Frequently Asked Questions
Is student loan wage garnishment happening in 2026?
Not right now. On January 16, 2026, the U.S. Department of Education announced a temporary delay of involuntary collections, including Administrative Wage Garnishment and the Treasury Offset Program. The delay has no announced end date. The rules are unchanged and could resume, so the pause is best treated as time to get out of default rather than a permanent fix.
How much of my paycheck can be garnished for student loans?
Federal Administrative Wage Garnishment for defaulted student loans is capped at 15% of your disposable pay. If more than one garnishment applies, total garnishment from all sources is limited to 25% of disposable earnings, but each individual student loan garnishment still cannot exceed 15%.
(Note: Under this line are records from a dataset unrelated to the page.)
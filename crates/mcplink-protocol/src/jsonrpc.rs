//! # JSON-RPC 2.0 Implementation
//!
//! Envelope types for JSON-RPC 2.0 requests, notifications, responses, and
//! errors, plus the inbound classifier that turns a decoded JSON object into
//! the right envelope.

use serde::{Deserialize, Deserializer, Serialize, Serializer};
use serde_json::Value;
use std::fmt;

use crate::error::{ProtocolError, ProtocolResult};
use crate::types::core::RequestId;

/// JSON-RPC version constant
pub const JSONRPC_VERSION: &str = "2.0";

/// JSON-RPC version type
///
/// Serializes as the literal string `"2.0"` and refuses anything else on
/// deserialization, so a mistyped version never makes it past the codec.
#[derive(Debug, Clone, Default, PartialEq, Eq)]
pub struct JsonRpcVersion;

impl Serialize for JsonRpcVersion {
    fn serialize<S>(&self, serializer: S) -> Result<S::Ok, S::Error>
    where
        S: Serializer,
    {
        serializer.serialize_str(JSONRPC_VERSION)
    }
}

impl<'de> Deserialize<'de> for JsonRpcVersion {
    fn deserialize<D>(deserializer: D) -> Result<Self, D::Error>
    where
        D: Deserializer<'de>,
    {
        let version = String::deserialize(deserializer)?;
        if version == JSONRPC_VERSION {
            Ok(JsonRpcVersion)
        } else {
            Err(serde::de::Error::custom(format!(
                "Invalid JSON-RPC version: expected '{JSONRPC_VERSION}', got '{version}'"
            )))
        }
    }
}

/// JSON-RPC request message
#[derive(Debug, Clone, PartialEq, Serialize, Deserialize)]
pub struct JsonRpcRequest {
    /// JSON-RPC version
    pub jsonrpc: JsonRpcVersion,
    /// Request method name
    pub method: String,
    /// Request parameters
    #[serde(skip_serializing_if = "Option::is_none")]
    pub params: Option<Value>,
    /// Request identifier
    pub id: RequestId,
}

impl JsonRpcRequest {
    /// Build a request for `method` with the given id.
    pub fn new(id: impl Into<RequestId>, method: impl Into<String>, params: Option<Value>) -> Self {
        Self {
            jsonrpc: JsonRpcVersion,
            method: method.into(),
            params,
            id: id.into(),
        }
    }
}

/// JSON-RPC notification message (no response expected)
#[derive(Debug, Clone, PartialEq, Serialize, Deserialize)]
pub struct JsonRpcNotification {
    /// JSON-RPC version
    pub jsonrpc: JsonRpcVersion,
    /// Notification method name
    pub method: String,
    /// Notification parameters
    #[serde(skip_serializing_if = "Option::is_none")]
    pub params: Option<Value>,
}

impl JsonRpcNotification {
    /// Build a notification for `method`.
    pub fn new(method: impl Into<String>, params: Option<Value>) -> Self {
        Self {
            jsonrpc: JsonRpcVersion,
            method: method.into(),
            params,
        }
    }
}

/// JSON-RPC response payload - ensures mutual exclusion of result and error
#[derive(Debug, Clone, PartialEq, Serialize, Deserialize)]
#[serde(untagged)]
pub enum JsonRpcResponsePayload {
    /// Successful response with result
    Success {
        /// Response result
        result: Value,
    },
    /// Error response
    Error {
        /// Response error
        error: JsonRpcError,
    },
}

/// JSON-RPC response message
#[derive(Debug, Clone, PartialEq, Serialize, Deserialize)]
pub struct JsonRpcResponse {
    /// JSON-RPC version
    pub jsonrpc: JsonRpcVersion,
    /// Response payload (either result or error, never both)
    #[serde(flatten)]
    pub payload: JsonRpcResponsePayload,
    /// Request identifier (null for server-initiated errors)
    pub id: ResponseId,
}

impl JsonRpcResponse {
    /// Build a success response.
    pub fn success(id: RequestId, result: Value) -> Self {
        Self {
            jsonrpc: JsonRpcVersion,
            payload: JsonRpcResponsePayload::Success { result },
            id: ResponseId::from_request(id),
        }
    }

    /// Build an error response.
    pub fn error(id: ResponseId, error: JsonRpcError) -> Self {
        Self {
            jsonrpc: JsonRpcVersion,
            payload: JsonRpcResponsePayload::Error { error },
            id,
        }
    }

    /// The error object, if this is an error response.
    pub fn as_error(&self) -> Option<&JsonRpcError> {
        match &self.payload {
            JsonRpcResponsePayload::Error { error } => Some(error),
            JsonRpcResponsePayload::Success { .. } => None,
        }
    }
}

/// Response ID - handles the special case where server-initiated errors have null ID
#[derive(Debug, Clone, PartialEq, Eq, Serialize, Deserialize)]
#[serde(transparent)]
pub struct ResponseId(pub Option<RequestId>);

impl ResponseId {
    /// Create a response ID for a normal response
    pub fn from_request(id: RequestId) -> Self {
        Self(Some(id))
    }

    /// Create a null response ID
    pub fn null() -> Self {
        Self(None)
    }

    /// Get the request ID if present
    pub fn as_request_id(&self) -> Option<&RequestId> {
        self.0.as_ref()
    }

    /// Check if this is a null ID
    pub fn is_null(&self) -> bool {
        self.0.is_none()
    }
}

/// JSON-RPC error object
#[derive(Debug, Clone, PartialEq, Serialize, Deserialize)]
pub struct JsonRpcError {
    /// Error code
    pub code: i32,
    /// Error message
    pub message: String,
    /// Additional error data
    #[serde(skip_serializing_if = "Option::is_none")]
    pub data: Option<Value>,
}

impl fmt::Display for JsonRpcError {
    fn fmt(&self, f: &mut fmt::Formatter<'_>) -> fmt::Result {
        write!(f, "{} (code {})", self.message, self.code)
    }
}

/// Standard JSON-RPC error codes
#[derive(Debug, Clone, Copy, PartialEq, Eq)]
pub enum JsonRpcErrorCode {
    /// Parse error (-32700)
    ParseError,
    /// Invalid request (-32600)
    InvalidRequest,
    /// Method not found (-32601)
    MethodNotFound,
    /// Invalid params (-32602)
    InvalidParams,
    /// Internal error (-32603)
    InternalError,
    /// Application-defined error
    ApplicationError(i32),
}

impl JsonRpcErrorCode {
    /// Get the numeric error code
    pub fn code(&self) -> i32 {
        match self {
            Self::ParseError => -32700,
            Self::InvalidRequest => -32600,
            Self::MethodNotFound => -32601,
            Self::InvalidParams => -32602,
            Self::InternalError => -32603,
            Self::ApplicationError(code) => *code,
        }
    }

    /// Get the standard error message
    pub fn message(&self) -> &'static str {
        match self {
            Self::ParseError => "Parse error",
            Self::InvalidRequest => "Invalid Request",
            Self::MethodNotFound => "Method not found",
            Self::InvalidParams => "Invalid params",
            Self::InternalError => "Internal error",
            Self::ApplicationError(_) => "Application error",
        }
    }
}

impl From<JsonRpcErrorCode> for JsonRpcError {
    fn from(code: JsonRpcErrorCode) -> Self {
        Self {
            code: code.code(),
            message: code.message().to_string(),
            data: None,
        }
    }
}

/// Any single inbound or outbound JSON-RPC message.
#[derive(Debug, Clone, PartialEq, Serialize, Deserialize)]
#[serde(untagged)]
pub enum JsonRpcMessage {
    /// A request carrying an id.
    Request(JsonRpcRequest),
    /// A notification (no id).
    Notification(JsonRpcNotification),
    /// A response, success or error.
    Response(JsonRpcResponse),
}

impl JsonRpcMessage {
    /// Classify a decoded JSON value into the right envelope.
    ///
    /// Classification looks at the fields present rather than trusting
    /// serde's untagged ordering: an object with `method` and `id` is a
    /// request, `method` without `id` is a notification, and anything with
    /// `result` or `error` is a response.
    ///
    /// # Errors
    ///
    /// Returns [`ProtocolError::InvalidMessage`] if the value is not an
    /// object, lacks the version marker, or fits none of the three shapes.
    pub fn from_value(value: Value) -> ProtocolResult<Self> {
        let obj = value
            .as_object()
            .ok_or_else(|| ProtocolError::InvalidMessage("message is not an object".into()))?;

        if !matches!(obj.get("jsonrpc"), Some(Value::String(v)) if v == JSONRPC_VERSION) {
            return Err(ProtocolError::InvalidMessage(
                "missing or invalid jsonrpc version".into(),
            ));
        }

        let parsed = if obj.contains_key("method") {
            if obj.contains_key("id") {
                serde_json::from_value(value).map(Self::Request)
            } else {
                serde_json::from_value(value).map(Self::Notification)
            }
        } else if obj.contains_key("result") || obj.contains_key("error") {
            serde_json::from_value(value).map(Self::Response)
        } else {
            return Err(ProtocolError::InvalidMessage(
                "object is neither request, notification, nor response".into(),
            ));
        };

        parsed.map_err(|e| ProtocolError::InvalidMessage(e.to_string()))
    }

    /// Decode a single message from raw bytes.
    ///
    /// # Errors
    ///
    /// Returns [`ProtocolError::InvalidMessage`] on malformed JSON or an
    /// unrecognized shape.
    pub fn from_slice(bytes: &[u8]) -> ProtocolResult<Self> {
        let value: Value = serde_json::from_slice(bytes)
            .map_err(|e| ProtocolError::InvalidMessage(e.to_string()))?;
        Self::from_value(value)
    }

    /// Serialize to a compact JSON string.
    ///
    /// # Errors
    ///
    /// Returns [`ProtocolError::Serialization`] if encoding fails.
    pub fn to_json(&self) -> ProtocolResult<String> {
        Ok(serde_json::to_string(self)?)
    }
}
What counts as disposable income for student loan garnishment?
Disposable pay is your earnings after legally required deductions are subtracted, which generally means federal, state, and local income tax and Social Security and Medicare taxes. It is not the same as gross pay, and it is not the same as net pay. Voluntary deductions like 401(k) contributions and health insurance premiums do not reduce disposable pay for garnishment purposes.
How much will I have left after a 15% garnishment?
After a 15% garnishment, you keep 85% of your disposable pay, plus the deductions that were already taken out. Federal law also protects a floor: you must be left with weekly earnings of at least 30 times the federal minimum wage, which is $217.50 ($7.25 multiplied by 30). If 15% of your disposable pay would drop you below that floor, the garnishment is reduced.
Will I get a warning before my wages are garnished?
Yes. Before Administrative Wage Garnishment begins, you must receive a notice at least 30 days in advance. The notice explains the debt and your rights, including the right to request a hearing. A timely written hearing request generally pauses garnishment until a decision is issued.
How do I stop or prevent student loan wage garnishment?
The main options are loan rehabilitation (5 consecutive qualifying monthly payments, after which garnishment must be removed), loan consolidation (available before garnishment starts), enrolling in an income-driven repayment plan, negotiating a payment agreement, or requesting a hardship reduction. Getting out of default before collections resume is the most reliable path.
Does student loan garnishment apply to private loans too?
Administrative Wage Garnishment applies only to federal student loans. Private student loan lenders cannot garnish your wages through this process. A private lender must first sue you and win a court judgment before it can garnish your pay, and the rules for that follow state law.
Can the government garnish my wages for more than one defaulted loan?
Yes, but there is a combined limit. Each defaulted federal student loan garnishment is capped at 15% of disposable pay, and the total of all garnishments against you cannot exceed 25% of disposable earnings. So multiple student loan garnishments together still top out at 25%.